In this article, we will explore the following topics:
- Amazon Aurora or Amazon RDS database snapshot export to S3 bucket
- Use AWS Glue to crawl the Snapshot and generate a data catalog
- Use Amazon Athena to query the data catalog
- Export Amazon Athena query results into S3 bucket
Introduction and Requirements
Amazon RDS is a relational managed database service for Microsoft SQL Server, MySQL, PostgreSQL, Oracle and Aurora (MySQL & PostgreSQL compatibility). AWS automatically takes regular database snapshots and stores them into the S3 bucket. It uses these backups for point-in-time recovery. Its maximum retention period is 35 days for these snapshots.
AWS also allows users to take manual snapshots as well. Recently, in January 2020, AWS added the flexibility to export these snapshots into the S3 bucket in an Apache Parquet format. It is an open-source format that consumes very less storage and efficient in interaction with serverless solutions like AWS Athena. The export to S3 bucket functionality is available for MySQL, PostgreSQL, MariaDB, Aurora (MySQL & PostgreSQL compatibility).
In the article, Query Amazon Athena external tables using SQL Server, we use Amazon Athena for querying a CSV file stored in the S3 bucket without importing it into a database. You should go through it to get a basic understanding of the data flow.
For this article, we have the following requirements.
Amazon Aurora cluster
An Aurora cluster for MySQL compatibility. You can refer to the article, Explore Aurora Global Database for MySQL compatibility for its implementation.
- DB identifier: database-1
- Region: us-east-1
- size:db.t3.medium
- status: Available
You require a MySQL database and sample data in the Amazon Aurora instance. You can refer to the article, Rewind or Forward the Amazon Aurora Cluster using the backtrack feature to prepare sample data in the [SQLShackDemo] database.
- Sample database: [SQLShackDemo]
- Number of records: 2
Amazon Linux EC2 instance
An Amazon Linux EC2 instance to connect with the Aurora MySQL.
- Public IPv4 address: 3.225.20.119
- Instance state: Running
- Instance type: t2.medium
AWS S3 bucket
We require an S3 bucket in the same region where our RDS or Amazon Aurora instance exists. You can go to S3 services and create a bucket.

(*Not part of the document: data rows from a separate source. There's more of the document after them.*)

//! JSON file storage, one file per slot in a data directory.

use serde::de::DeserializeOwned;
use serde::Serialize;
use std::fs;
use std::io;
use std::path::{Path, PathBuf};

use super::{Slot, Store, StoreError};
use crate::models::{FavoriteSet, ShoppingList};

/// Stores each slot as `<data_dir>/<slot>.json`.
#[derive(Debug, Clone)]
pub struct JsonFileStore {
    data_dir: PathBuf,
}

impl JsonFileStore {
    pub fn new(data_dir: impl Into<PathBuf>) -> Self {
        Self {
            data_dir: data_dir.into(),
        }
    }

    pub fn data_dir(&self) -> &Path {
        &self.data_dir
    }

    /// Returns the full path for a slot.
    pub fn path(&self, slot: Slot) -> PathBuf {
        self.data_dir.join(slot.filename())
    }

    /// Checks if a slot has been written.
    pub fn exists(&self, slot: Slot) -> bool {
        self.path(slot).exists()
    }

    /// Reads a slot. A missing file yields the default value.
    fn read<T: DeserializeOwned + Default>(&self, slot: Slot) -> Result<T, StoreError> {
        let path = self.path(slot);
        match fs::read_to_string(&path) {
            Ok(contents) => {
                serde_json::from_str(&contents).map_err(|e| StoreError::ParseError(slot, e))
            }
            Err(e) if e.kind() == io::ErrorKind::NotFound => Ok(T::default()),
            Err(e) => Err(StoreError::IoError(path, e)),
        }
    }

    /// Overwrites a slot with a full snapshot, creating the directory if needed.
    fn write<T: Serialize>(&self, slot: Slot, value: &T) -> Result<(), StoreError> {
        fs::create_dir_all(&self.data_dir)
            .map_err(|e| StoreError::IoError(self.data_dir.clone(), e))?;

        let path = self.path(slot);
        let json =
            serde_json::to_string_pretty(value).map_err(|e| StoreError::EncodeError(slot, e))?;
        fs::write(&path, json).map_err(|e| StoreError::IoError(path.clone(), e))?;

        tracing::debug!("wrote {}", path.display());
        Ok(())
    }
}

impl Store for JsonFileStore {
    fn load_favorites(&self) -> Result<FavoriteSet, StoreError> {
        self.read(Slot::Favorites)
    }

    fn save_favorites(&self, favorites: &FavoriteSet) -> Result<(), StoreError> {
        self.write(Slot::Favorites, favorites)
    }

    fn load_shopping(&self) -> Result<ShoppingList, StoreError> {
        self.read(Slot::ShoppingList)
    }

    fn save_shopping(&self, shopping: &ShoppingList) -> Result<(), StoreError> {
        self.write(Slot::ShoppingList, shopping)
    }
}

#[cfg(test)]
mod tests {
    use super::*;
    use crate::models::{Recipe, ShoppingItem};
    use tempfile::TempDir;

    fn test_store() -> (JsonFileStore, TempDir) {
        let temp_dir = TempDir::new().unwrap();
        let store = JsonFileStore::new(temp_dir.path());
        (store, temp_dir)
    }

    #[test]
    fn test_missing_slots_load_empty() {
        let (store, _temp) = test_store();
        assert!(store.load_favorites().unwrap().is_empty());
        assert!(store.load_shopping().unwrap().is_empty());
        assert!(!store.exists(Slot::Favorites));
    }

    #[test]
    fn test_save_creates_directory() {
        let temp_dir = TempDir::new().unwrap();
        let nested_dir = temp_dir.path().join("nested").join("data");
        let store = JsonFileStore::new(nested_dir.clone());

        store.save_shopping(&ShoppingList::new()).unwrap();

        assert!(nested_dir.exists());
        assert_eq!(store.data_dir(), nested_dir.as_path());
        assert_eq!(store.path(Slot::ShoppingList), nested_dir.join("shopping_list.json"));
        assert!(store.exists(Slot::ShoppingList));
    }

    #[test]
    fn test_favorites_roundtrip() {
        let (store, _temp) = test_store();
        let mut favorites = FavoriteSet::new();
        favorites.toggle(&Recipe::new("52772", "Teriyaki Chicken").with_ingredient("3/4 cup", "soy sauce"));

        store.save_favorites(&favorites).unwrap();
        assert_eq!(store.load_favorites().unwrap(), favorites);
    }

    #[test]
    fn test_shopping_roundtrip() {
        let (store, _temp) = test_store();
        let list: ShoppingList = vec![
            ShoppingItem::with_quantity("Salt", "1 tsp"),
            ShoppingItem::new("Pepper"),
        ]
        .into();

        store.save_shopping(&list).unwrap();
        assert_eq!(store.load_shopping().unwrap(), list);
    }

    #[test]
    fn test_overwrite_existing_slot() {
        let (store, _temp) = test_store();
        store
            .save_shopping(&vec![ShoppingItem::new("Old")].into())
            .unwrap();
        store
            .save_shopping(&vec![ShoppingItem::new("New")].into())
            .unwrap();

        let loaded = store.load_shopping().unwrap();
        assert_eq!(loaded.items(), &[ShoppingItem::new("New")]);
    }

    #[test]
    fn test_slots_are_independent() {
        let (store, _temp) = test_store();
        store
            .save_shopping(&vec![ShoppingItem::new("Eggs")].into())
            .unwrap();
        assert!(!store.exists(Slot::Favorites));
        assert!(store.load_favorites().unwrap().is_empty());
    }

    #[test]
    fn test_corrupt_slot_is_an_error() {
        let (store, _temp) = test_store();
        fs::write(store.path(Slot::Favorites), "{not json").unwrap();

        let err = store.load_favorites().unwrap_err();
        assert!(matches!(err, StoreError::ParseError(Slot::Favorites, _)));
        assert!(err.to_string().contains("favorites"));
    }
}
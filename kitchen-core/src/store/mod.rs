//! Persistence boundary for the favorites and shopping collections.
//!
//! Each collection lives in its own named slot holding the JSON-serialized
//! collection. Slots are read once when a session starts and overwritten
//! with a full snapshot after each change to that collection.

mod json_file;
mod memory;

pub use json_file::JsonFileStore;
pub use memory::MemoryStore;

use std::io;
use std::path::PathBuf;

use crate::models::{FavoriteSet, ShoppingList};

/// A named persisted collection.
#[derive(Debug, Clone, Copy, PartialEq, Eq, Hash)]
pub enum Slot {
    Favorites,
    ShoppingList,
}

impl Slot {
    /// Slot key, also used as the file stem on disk.
    pub fn key(&self) -> &'static str {
        match self {
            Slot::Favorites => "favorites",
            Slot::ShoppingList => "shopping_list",
        }
    }

    pub fn filename(&self) -> String {
        format!("{}.json", self.key())
    }
}

/// Storage for the persisted collections.
///
/// An empty slot restores an empty collection.
pub trait Store {
    fn load_favorites(&self) -> Result<FavoriteSet, StoreError>;
    fn save_favorites(&self, favorites: &FavoriteSet) -> Result<(), StoreError>;
    fn load_shopping(&self) -> Result<ShoppingList, StoreError>;
    fn save_shopping(&self, shopping: &ShoppingList) -> Result<(), StoreError>;
}

/// Errors that can occur reading or writing a slot.
#[derive(Debug)]
pub enum StoreError {
    /// I/O error reading or writing a slot file.
    IoError(PathBuf, io::Error),
    /// Slot contents are not a valid collection.
    ParseError(Slot, serde_json::Error),
    /// Collection could not be serialized.
    EncodeError(Slot, serde_json::Error),
}

impl std::fmt::Display for StoreError {
    fn fmt(&self, f: &mut std::fmt::Formatter<'_>) -> std::fmt::Result {
        match self {
            StoreError::IoError(path, e) => {
                write!(f, "I/O error for {}: {}", path.display(), e)
            }
            StoreError::ParseError(slot, e) => {
                write!(f, "Failed to read saved {}: {}", slot.key(), e)
            }
            StoreError::EncodeError(slot, e) => {
                write!(f, "Failed to encode {}: {}", slot.key(), e)
            }
        }
    }
}

impl std::error::Error for StoreError {
    fn source(&self) -> Option<&(dyn std::error::Error + 'static)> {
        match self {
            StoreError::IoError(_, e) => Some(e),
            StoreError::ParseError(_, e) | StoreError::EncodeError(_, e) => Some(e),
        }
    }
}

#[cfg(test)]
mod tests {
    use super::*;

    #[test]
    fn test_slot_filename() {
        assert_eq!(Slot::Favorites.filename(), "favorites.json");
        assert_eq!(Slot::ShoppingList.filename(), "shopping_list.json");
    }
}
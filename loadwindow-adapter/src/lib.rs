//! Layout strategies and host glue for the `loadwindow` crate.
//!
//! The `loadwindow` crate is UI-agnostic and focuses on the core loading state
//! machine. This crate provides the small, framework-neutral pieces a host
//! needs to drive it from real viewport geometry:
//!
//! - The two observed layout strategies behind one [`LayoutStrategy`] trait:
//!   whole-window scrolling ([`WindowLayout`]) and a bounded scrollable
//!   container with a sticky header ([`ContainerLayout`])
//! - [`FeedController`], which wires measurement, debounced resize
//!   recomputation, and near-end scroll detection into a
//!   [`loadwindow::Loader`]
//!
//! This crate is intentionally framework-agnostic (no DOM/ratatui/egui
//! bindings): the host measures its widgets into plain metrics structs and
//! pushes them in.
#![cfg_attr(not(feature = "std"), no_std)]
#![forbid(unsafe_code)]

extern crate alloc;

#[cfg(test)]
extern crate std;

mod controller;
mod layout;


pub use controller::FeedController;
pub use layout::{
    ContainerLayout, ContainerMetrics, DEFAULT_FIT_MARGIN, LayoutStrategy, WindowLayout,
    WindowMetrics,
};
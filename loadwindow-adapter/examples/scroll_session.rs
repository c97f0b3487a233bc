// Example: a simulated whole-window scroll session.
use loadwindow::{FetchOutcome, FetchRequest, LoaderOptions};
use loadwindow_adapter::{FeedController, WindowLayout, WindowMetrics};

fn page(rows: &[u64], request: &FetchRequest<(), ()>) -> FetchOutcome<u64> {
    let start = request.offset.min(rows.len());
    let end = (request.offset + request.page_size as usize).min(rows.len());
    Ok(rows[start..end].to_vec())
}

fn main() {
    let rows: Vec<u64> = (1..=45).collect();
    let mut feed = FeedController::new(LoaderOptions::<u64>::new(), WindowLayout);

    // Header measured: 160 units of viewport left for rows.
    feed.apply_measure(&WindowMetrics {
        window_height: 200,
        header_height: 40,
        scroll_y: 0,
        document_height: 0,
    });
    feed.run_to_idle(|r| page(&rows, r));
    println!(
        "page_size={} loaded={} status={:?}",
        feed.loader().page_size(),
        feed.loader().loaded_count(),
        feed.loader().status()
    );

    // The user scrolls near the bottom: less than one viewport remains.
    let near_bottom = WindowMetrics {
        window_height: 200,
        header_height: 40,
        scroll_y: 600,
        document_height: 750,
    };
    if feed.on_scroll(&near_bottom) {
        feed.run_to_idle(|r| page(&rows, r));
    }
    println!(
        "after scroll: target={} loaded={} status={:?}",
        feed.loader().target_count(),
        feed.loader().loaded_count(),
        feed.loader().status()
    );
}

- S3 bucket: sqlshackdemo3
- Region: us-east-1
Open the S3 bucket and create a folder aurora/ to hold the exported objects. We require this S3 bucket and folder in the later section of the article.
AWS symmetric key
Create an AWS symmetric key using the AWS key management service. Click on Create a key.
Step 1: Configure key
Select the Symmetric key type to use a single encryption key for both encrypt and decrypt purposes.
Step 2: Add Labels
Specify an alias name and its description for the KMS key.
Step 3: Define key administrative permissions
In this step, we select the AWS IAM user that is the administrator for the AWS key.
Step 4- Define key usage permissions
We can skip step 4 here because we do not want to give any user permissions to access the AWS key at the moment.
Step5- Review and edit key policy
It gives your JSON statement for the AWS key. Click on Finish to create the key with your configuration.
It creates the customer-managed AWS key, as shown below.
Click on the key name and note down the key ARN. We require this ARN while exporting the Snapshot to the S3 bucket.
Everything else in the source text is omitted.